Exclude solvent peaks and known mobile-phase impurity peaks (identified by blank injection). Report the mean ± SD from the triplicate run. A purity value ≥95% area-percent is the typical minimum threshold for research-grade material, though many experimental designs demand ≥98%. 3

Step 9, Collect fractions (optional). For impurity identification, fraction-collect peaks of interest (≥0.5% area) for subsequent MS analysis. Even without fraction collection, the retention time of each impurity peak provides a first hypothesis about its identity: earlier-eluting impurities are more hydrophilic (deamidated, truncated, or desalted species), while later-eluting peaks suggest more hydrophobic variants (protected, oxidised, or extended sequences). 8

Stage 3: ESI-MS molecular weight confirmation

Step 10, Prepare MS sample. Dilute the peptide stock to 10-50 µg/mL in 50% acetonitrile / 0.1% formic acid. Avoid TFA in MS samples; it suppresses electrospray ionisation and causes adduct formation that complicates spectral interpretation. 10

Step 11, Acquire spectrum. For direct infusion ESI-MS, inject at 5-10 µL/min and acquire for 1-2 minutes. For LC-MS, use the same RP-HPLC gradient with ammonium formate (10 mM, pH 3.0) replacing TFA as the ion-pairing agent, note that this changes retention times, so the LC-MS chromatogram is not directly comparable to the TFA-based analytical HPLC run. 10

Step 12, Calculate experimental molecular weight. ESI-MS produces multiply charged ions. Deconvolute the spectrum using the charge-state envelope:

MW (experimental) = (m/z × z) − (z × 1.00728)
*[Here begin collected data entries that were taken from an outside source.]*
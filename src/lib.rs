//! tallychain - A minimal proof-of-work ledger for a single node
//!
//! # Architecture
//!
//! The crate is organized into logical modules:
//!
//! ## Core Ledger
//! - [`ledger`] - Chain entities, node state and chain validation
//!
//! ## Consensus
//! - [`miner`] - Proof-of-work puzzle and proof search
//!
//! ## Cryptography
//! - [`crypto`] - Canonical fingerprinting (SHA-256)
//!
//! ## Networking & Integration
//! - [`sync`] - Peer reconciliation (longest valid chain)
//! - [`api`] - HTTP API server
//!
//! ## Configuration & Utilities
//! - [`config`] - Configuration management
//! - [`error`] - Error types
//! - [`node`] - Node orchestrator

#![forbid(unsafe_code)]

// ============================================================================
// Core Ledger
// ============================================================================
pub mod ledger;

// ============================================================================
// Consensus & Mining
// ============================================================================
pub mod miner;

// ============================================================================
// Cryptography
// ============================================================================
pub mod crypto;

// ============================================================================
// Networking
// ============================================================================
pub mod sync;

// ============================================================================
// Integration
// ============================================================================
pub mod api;

// ============================================================================
// Configuration & Utilities
// ============================================================================
pub mod config;
pub mod error;
pub mod node;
where z is the charge state and 1.00728 is the proton mass in Da. Compare to the theoretical monoisotopic or average molecular weight (use average MW for peptides >2 kDa where isotope peaks are unresolved). Agreement within ±0.5 Da (low-resolution instruments) or ±0.01 Da (high-resolution instruments) confirms molecular identity. 10

Step 13, Interpret impurity peaks. Common mass offsets and their interpretations:

For each mass-shifted species detected, assess whether the impurity is synthesis-related (likely present in the original batch) or degradation-related (may indicate inappropriate storage or handling). 10

Stage 4: Amino acid analysis (quantitative)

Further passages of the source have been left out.